What needs to be done:
Your answer should consist of every line in the records that holds "here".

Material provided:
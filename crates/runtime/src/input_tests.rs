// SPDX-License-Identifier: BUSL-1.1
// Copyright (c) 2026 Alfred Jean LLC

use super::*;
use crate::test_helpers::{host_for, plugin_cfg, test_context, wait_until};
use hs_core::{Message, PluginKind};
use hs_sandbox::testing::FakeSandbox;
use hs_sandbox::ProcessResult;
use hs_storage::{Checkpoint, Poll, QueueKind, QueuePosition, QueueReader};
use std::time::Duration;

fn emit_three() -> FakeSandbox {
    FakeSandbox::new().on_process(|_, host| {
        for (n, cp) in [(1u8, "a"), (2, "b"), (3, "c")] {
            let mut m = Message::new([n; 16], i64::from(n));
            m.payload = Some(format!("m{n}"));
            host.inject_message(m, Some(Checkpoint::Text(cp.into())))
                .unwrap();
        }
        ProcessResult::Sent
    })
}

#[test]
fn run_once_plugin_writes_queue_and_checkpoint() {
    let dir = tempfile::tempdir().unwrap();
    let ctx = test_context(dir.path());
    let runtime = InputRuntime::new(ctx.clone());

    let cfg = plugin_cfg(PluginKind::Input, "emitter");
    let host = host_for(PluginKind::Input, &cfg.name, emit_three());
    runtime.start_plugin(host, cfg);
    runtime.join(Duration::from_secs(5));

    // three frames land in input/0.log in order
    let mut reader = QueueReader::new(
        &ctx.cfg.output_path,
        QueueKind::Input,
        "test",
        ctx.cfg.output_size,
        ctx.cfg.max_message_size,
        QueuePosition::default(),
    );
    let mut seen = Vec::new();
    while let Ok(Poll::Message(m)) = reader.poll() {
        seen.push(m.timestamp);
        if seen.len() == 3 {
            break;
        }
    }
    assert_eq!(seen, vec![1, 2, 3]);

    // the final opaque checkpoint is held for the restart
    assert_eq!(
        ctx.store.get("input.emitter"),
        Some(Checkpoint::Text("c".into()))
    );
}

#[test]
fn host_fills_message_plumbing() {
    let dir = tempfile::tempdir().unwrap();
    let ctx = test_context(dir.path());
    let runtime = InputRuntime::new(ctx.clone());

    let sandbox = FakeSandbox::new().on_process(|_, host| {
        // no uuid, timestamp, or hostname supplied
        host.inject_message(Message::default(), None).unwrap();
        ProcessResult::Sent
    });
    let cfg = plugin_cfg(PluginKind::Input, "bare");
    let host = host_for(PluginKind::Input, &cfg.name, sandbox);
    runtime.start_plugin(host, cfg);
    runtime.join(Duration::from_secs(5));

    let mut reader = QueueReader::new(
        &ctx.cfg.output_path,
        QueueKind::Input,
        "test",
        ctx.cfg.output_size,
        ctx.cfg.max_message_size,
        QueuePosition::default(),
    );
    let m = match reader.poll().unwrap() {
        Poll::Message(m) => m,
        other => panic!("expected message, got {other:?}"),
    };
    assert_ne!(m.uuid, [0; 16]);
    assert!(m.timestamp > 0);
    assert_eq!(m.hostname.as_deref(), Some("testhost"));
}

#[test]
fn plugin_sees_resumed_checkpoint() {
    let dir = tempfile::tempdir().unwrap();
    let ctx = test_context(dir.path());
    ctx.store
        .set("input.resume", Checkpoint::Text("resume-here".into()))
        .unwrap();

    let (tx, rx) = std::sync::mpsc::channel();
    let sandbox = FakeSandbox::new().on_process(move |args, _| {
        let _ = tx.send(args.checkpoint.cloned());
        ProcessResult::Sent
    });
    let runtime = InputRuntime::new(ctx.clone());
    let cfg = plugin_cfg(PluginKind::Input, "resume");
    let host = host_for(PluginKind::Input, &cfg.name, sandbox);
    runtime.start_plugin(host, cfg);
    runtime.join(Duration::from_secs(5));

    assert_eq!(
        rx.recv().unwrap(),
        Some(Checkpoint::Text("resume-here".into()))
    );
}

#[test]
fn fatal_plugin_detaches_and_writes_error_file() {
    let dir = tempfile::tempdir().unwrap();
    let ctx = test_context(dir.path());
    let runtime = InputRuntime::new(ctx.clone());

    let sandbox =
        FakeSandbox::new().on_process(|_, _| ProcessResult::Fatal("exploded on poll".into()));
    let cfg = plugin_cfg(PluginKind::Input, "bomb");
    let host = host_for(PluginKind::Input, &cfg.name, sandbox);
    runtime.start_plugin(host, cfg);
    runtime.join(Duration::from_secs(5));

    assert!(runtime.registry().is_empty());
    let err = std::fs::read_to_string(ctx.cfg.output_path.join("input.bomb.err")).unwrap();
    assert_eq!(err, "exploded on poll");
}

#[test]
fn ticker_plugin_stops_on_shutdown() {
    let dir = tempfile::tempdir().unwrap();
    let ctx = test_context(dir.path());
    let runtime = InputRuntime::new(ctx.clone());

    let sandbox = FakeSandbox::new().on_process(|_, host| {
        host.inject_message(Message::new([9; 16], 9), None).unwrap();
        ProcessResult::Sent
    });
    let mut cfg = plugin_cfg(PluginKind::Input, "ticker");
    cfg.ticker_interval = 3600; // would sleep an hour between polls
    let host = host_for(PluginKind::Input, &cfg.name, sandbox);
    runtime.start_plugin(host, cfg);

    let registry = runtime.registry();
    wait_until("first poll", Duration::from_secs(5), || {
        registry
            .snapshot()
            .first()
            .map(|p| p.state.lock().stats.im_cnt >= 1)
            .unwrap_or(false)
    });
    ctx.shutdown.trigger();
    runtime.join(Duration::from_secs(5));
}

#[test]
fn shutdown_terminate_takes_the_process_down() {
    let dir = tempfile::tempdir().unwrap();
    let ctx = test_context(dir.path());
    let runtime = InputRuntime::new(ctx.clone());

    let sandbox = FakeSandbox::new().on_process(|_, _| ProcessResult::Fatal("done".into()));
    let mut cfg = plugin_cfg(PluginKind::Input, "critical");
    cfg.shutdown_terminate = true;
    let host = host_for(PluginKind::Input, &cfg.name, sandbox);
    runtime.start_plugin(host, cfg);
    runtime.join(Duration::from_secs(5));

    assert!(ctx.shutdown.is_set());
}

Written response:
        .set("input.resume", Checkpoint::Text("resume-here".into()))
        Some(Checkpoint::Text("resume-here".into()))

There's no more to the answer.